In an article I wrote back in 2008 for the Paulist on-line magazine The Catholic World analyzing that year’s presidential election, I offered this opinion: “Obama’s challenge will be to hold his centrist support in the country by resisting the demands of his party’s left wing and its various special interest constituencies. … Meanwhile, the significance of the religious constituency in a renewed Republican coalition will likely depend on whether or not the Democrats can deliver on the economy and stay safely in the center on cultural and moral issues.”
Early on, during the health insurance reform debate, the Administration abandoned the idea of a “public option” and embraced what was once a “conservative” idea (the individual health insurance mandate – now so stridently opposed by Republicans). Back then it really did look as if the Administration was trying to stay in the center and resist its special-interest constituencies on the left. But an essential component of that hope - that the Obama Administration would “stay safely in the center on cultural and moral issues” has proved elusive.

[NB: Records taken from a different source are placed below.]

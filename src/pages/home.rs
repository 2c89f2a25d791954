use leptos::prelude::*;

use crate::components::connector_scene::{ConnectorScene, ConnectorSpec, NodeSpec, SceneData};

fn node(
	id: &str,
	label: &str,
	icon: &str,
	color: &str,
	(x_frac, y_frac): (f64, f64),
	enter_delay: f64,
) -> NodeSpec {
	NodeSpec {
		id: id.to_string(),
		label: Some(label.to_string()),
		icon: Some(icon.to_string()),
		color: color.to_string(),
		x_frac,
		y_frac,
		z: None,
		enter_delay,
	}
}

fn link(start: &str, end: &str, color: &str, delay: f64) -> ConnectorSpec {
	ConnectorSpec {
		start_id: start.to_string(),
		end_id: end.to_string(),
		color: color.to_string(),
		thickness: 2.0,
		delay,
	}
}

/// Scene data for the integrations section: a central hub with the services
/// it syncs, each link drawing in slightly after its endpoint appears.
fn integrations_scene() -> SceneData {
	let mut hub = node("hub", "Relay", "⚡", "#e8590c", (0.5, 0.5), 0.0);
	hub.z = Some(2);

	SceneData {
		nodes: vec![
			hub,
			node("crm", "CRM", "👥", "#1f77b4", (0.14, 0.22), 0.10),
			node("billing", "Billing", "💳", "#2ca02c", (0.12, 0.72), 0.20),
			node("mail", "Email", "✉", "#9467bd", (0.50, 0.10), 0.30),
			node("warehouse", "Warehouse", "🗄", "#d62728", (0.86, 0.26), 0.40),
			node("chat", "Chat", "💬", "#17becf", (0.88, 0.74), 0.50),
			node("docs", "Docs", "📄", "#bcbd22", (0.52, 0.90), 0.60),
		],
		connectors: vec![
			link("crm", "hub", "#1f77b4", 0.45),
			link("billing", "hub", "#2ca02c", 0.60),
			link("mail", "hub", "#9467bd", 0.75),
			link("hub", "warehouse", "#d62728", 0.90),
			link("hub", "chat", "#17becf", 1.05),
			link("hub", "docs", "#bcbd22", 1.20),
		],
	}
}

/// Default Home Page
#[component]
pub fn Home() -> impl IntoView {
	let scene = Signal::derive(integrations_scene);

	view! {
		<ErrorBoundary fallback=|errors| {
			view! {
				<h1>"Uh oh! Something went wrong!"</h1>

				<p>"Errors: "</p>
				<ul>
					{move || {
						errors
							.get()
							.into_iter()
							.map(|(_, e)| view! { <li>{e.to_string()}</li> })
							.collect_view()
					}}
				</ul>
			}
		}>

			<main class="landing">
				<section class="hero">
					<h1>"Every tool. One flow."</h1>
					<p class="subtitle">
						"Relay keeps your stack in sync, so your team never copies data by hand again."
					</p>
					<a class="cta" href="#integrations">"See it in motion"</a>
				</section>

				<section class="integrations" id="integrations">
					<h2>"Your stack, already connected"</h2>
					<p class="subtitle">
						"Scroll down and watch the connections come alive."
					</p>
					<ConnectorScene data=scene height=460.0 />
				</section>
			</main>
		</ErrorBoundary>
	}
}
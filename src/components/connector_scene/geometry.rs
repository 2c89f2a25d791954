//! Pure geometry shared by the connector scene: boxes, anchors and curves.

/// Fraction of the horizontal span between two anchors at which the curve's
/// control point sits.
const CURVE_BOW: f64 = 0.5;

/// Anchors closer than this (in px) produce nothing worth stroking.
const DEGENERATE_SPAN: f64 = 0.5;

#[derive(Clone, Copy, Debug, PartialEq)]
pub struct Point {
	pub x: f64,
	pub y: f64,
}

/// An axis-aligned bounding box in viewport pixels.
#[derive(Clone, Copy, Debug, PartialEq)]
pub struct Rect {
	pub left: f64,
	pub top: f64,
	pub width: f64,
	pub height: f64,
}

impl Rect {
	pub fn center(&self) -> Point {
		Point {
			x: self.left + self.width / 2.0,
			y: self.top + self.height / 2.0,
		}
	}

	/// A box with no area (or non-finite coordinates) belongs to an element
	/// that has not finished layout yet.
	pub fn is_measurable(&self) -> bool {
		self.left.is_finite()
			&& self.top.is_finite()
			&& self.width.is_finite()
			&& self.height.is_finite()
			&& self.width > 0.0
			&& self.height > 0.0
	}
}

/// Translate a node's box center into container-relative coordinates.
/// Returns `None` while either box is still unavailable.
pub fn resolve_anchor(node_box: Option<Rect>, container: Option<Rect>) -> Option<Point> {
	let node = node_box?;
	let frame = container?;
	let center = node.center();
	Some(Point {
		x: center.x - frame.left,
		y: center.y - frame.top,
	})
}

/// A quadratic curve between two resolved anchors.
#[derive(Clone, Copy, Debug, PartialEq)]
pub struct CurveSpec {
	pub start: Point,
	pub ctrl: Point,
	pub end: Point,
}

/// Build the curve for a pair of anchors. The control point sits partway
/// along the horizontal span at the start's height, bowing the line into a
/// gentle arc instead of a straight segment.
pub fn build_curve(start: Point, end: Point) -> CurveSpec {
	let ctrl = Point {
		x: start.x + (end.x - start.x) * CURVE_BOW,
		y: start.y,
	};
	CurveSpec { start, ctrl, end }
}

impl CurveSpec {
	/// Point on the curve at `t`, clamped to `[0, 1]`.
	pub fn point_at(&self, t: f64) -> Point {
		let t = t.clamp(0.0, 1.0);
		let mt = 1.0 - t;
		Point {
			x: mt * mt * self.start.x + 2.0 * mt * t * self.ctrl.x + t * t * self.end.x,
			y: mt * mt * self.start.y + 2.0 * mt * t * self.ctrl.y + t * t * self.end.y,
		}
	}

	pub fn is_degenerate(&self) -> bool {
		let (dx, dy) = (self.end.x - self.start.x, self.end.y - self.start.y);
		(dx * dx + dy * dy).sqrt() < DEGENERATE_SPAN
	}

	/// SVG path data for the full curve.
	pub fn to_svg_path(&self) -> String {
		format!(
			"M {} {} Q {} {} {} {}",
			self.start.x, self.start.y, self.ctrl.x, self.ctrl.y, self.end.x, self.end.y
		)
	}
}

#[cfg(test)]
mod tests {
	use super::*;

	fn assert_close(a: f64, b: f64) {
		assert!((a - b).abs() < 1e-9, "{a} != {b}");
	}

	fn node_box(left: f64, top: f64) -> Rect {
		Rect {
			left,
			top,
			width: 20.0,
			height: 20.0,
		}
	}

	#[test]
	fn anchors_are_container_relative_box_centers() {
		let container = Rect {
			left: 50.0,
			top: 0.0,
			width: 800.0,
			height: 400.0,
		};
		let a = resolve_anchor(Some(node_box(100.0, 50.0)), Some(container)).unwrap();
		let b = resolve_anchor(Some(node_box(300.0, 150.0)), Some(container)).unwrap();
		assert_close(a.x, 60.0);
		assert_close(a.y, 60.0);
		assert_close(b.x, 260.0);
		assert_close(b.y, 160.0);
	}

	#[test]
	fn unresolved_boxes_propagate_as_none() {
		let container = Rect {
			left: 0.0,
			top: 0.0,
			width: 100.0,
			height: 100.0,
		};
		assert!(resolve_anchor(None, Some(container)).is_none());
		assert!(resolve_anchor(Some(node_box(0.0, 0.0)), None).is_none());
		assert!(resolve_anchor(None, None).is_none());
	}

	#[test]
	fn anchor_shifts_opposite_to_container_translation() {
		let node = node_box(120.0, 80.0);
		let frame = Rect {
			left: 10.0,
			top: 20.0,
			width: 600.0,
			height: 300.0,
		};
		let moved = Rect {
			left: frame.left + 35.0,
			top: frame.top - 12.0,
			..frame
		};
		let before = resolve_anchor(Some(node), Some(frame)).unwrap();
		let after = resolve_anchor(Some(node), Some(moved)).unwrap();
		assert_close(after.x, before.x - 35.0);
		assert_close(after.y, before.y + 12.0);
	}

	#[test]
	fn curves_are_deterministic_with_pinned_control_point() {
		let start = Point { x: 60.0, y: 60.0 };
		let end = Point { x: 260.0, y: 160.0 };
		let curve = build_curve(start, end);
		assert_eq!(curve, build_curve(start, end));
		assert_close(curve.ctrl.x, 160.0);
		assert_close(curve.ctrl.y, 60.0);
		assert_eq!(curve.point_at(0.0), start);
		assert_eq!(curve.point_at(1.0), end);
	}

	#[test]
	fn curve_midpoint_follows_quadratic_form() {
		let curve = build_curve(Point { x: 0.0, y: 0.0 }, Point { x: 100.0, y: 40.0 });
		let mid = curve.point_at(0.5);
		// B(0.5) = 0.25 * start + 0.5 * ctrl + 0.25 * end
		assert_close(mid.x, 0.25 * 0.0 + 0.5 * 50.0 + 0.25 * 100.0);
		assert_close(mid.y, 0.25 * 0.0 + 0.5 * 0.0 + 0.25 * 40.0);
	}

	#[test]
	fn coincident_anchors_are_degenerate() {
		let p = Point { x: 42.0, y: 7.0 };
		assert!(build_curve(p, p).is_degenerate());
		assert!(!build_curve(p, Point { x: 43.0, y: 7.0 }).is_degenerate());
	}

	#[test]
	fn svg_path_uses_quadratic_command() {
		let curve = build_curve(Point { x: 60.0, y: 60.0 }, Point { x: 260.0, y: 160.0 });
		assert_eq!(curve.to_svg_path(), "M 60 60 Q 160 60 260 160");
	}

	#[test]
	fn zero_sized_boxes_are_not_measurable() {
		let mut rect = node_box(10.0, 10.0);
		assert!(rect.is_measurable());
		rect.width = 0.0;
		assert!(!rect.is_measurable());
		rect.width = f64::NAN;
		assert!(!rect.is_measurable());
	}
}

Not surprisingly, the President and those around him share the prejudices of their class. That abortion is some sort of fundamental human right seems to be one of those core prejudices, as is its corollary that pregnancy is a disease to be prevented or ended by “reproductive health services.” It was always unrealistic to suppose that the President and his associates would actually alter their views on such issues. But it was perhaps possible to hope that a President who back in 2006 had said, "secularists are wrong when they ask believers to leave their religion at the door before entering the public square," might make more of an effort to be more accommodating to the many American citizens who strongly disagree with the liberal elite on such fundamentally divisive cultural and moral issues.
Even that modest expectation has now likewise proved elusive. Conventional wisdom holds that a presidential candidate, having safely secured his party’s nomination, moves more to the “center.” Conventional wisdom not withstanding, there seems little prospect of that this year. The Administration’s (thankfully unsuccessful) attack on the “ministerial exception” in the recent Hosanna-Tabor Evangelical Lutheran Church and School v. Equal Employment Opportunity Commission case, and now its obsessive determination to force religious institutions to provide employees with health coverage that covers morally unacceptable practices can certainly be seen as attempts to appeal to the extreme ideological wing of the party. As someone once observed in regard to the policies of the (recently replaced) government in Spain, left and right really don’t pursue such radically different economic policies anymore. To motivate its base, what the left still has is in its arsenal its anti-religious cultural and moral agenda.
The problem posed by the Administration’s latest decision, however, goes beyond re-introducing the culture war into the campaign. If allowed to stand, this mandate could well force significant parts of this country’s vast Catholic social service network either to stop providing health insurance for their employees or to get out the business of providing social services. One wonders whether precisely that outcome might not be an unwelcome one in certain quarters.
After all, this is the same Administration that rejected the U.S. Conference of Catholic Bishops’ request to renew a grant to help victims of sex trafficking, even though the USCCB got the second highest rating from an independent review panel. If pro-choice ideology trumps all other considerations, Is the Administration signaling that in the Brave New World of universal healthcare, there really is no room any more in American society for church-operated social services?
If so, then religious Americans who have up till now desired to see universal health coverage may find themselves instead forced to hope that the Patient Protection and Affordable Care Act does not survive its forthcoming date with the Supreme Court.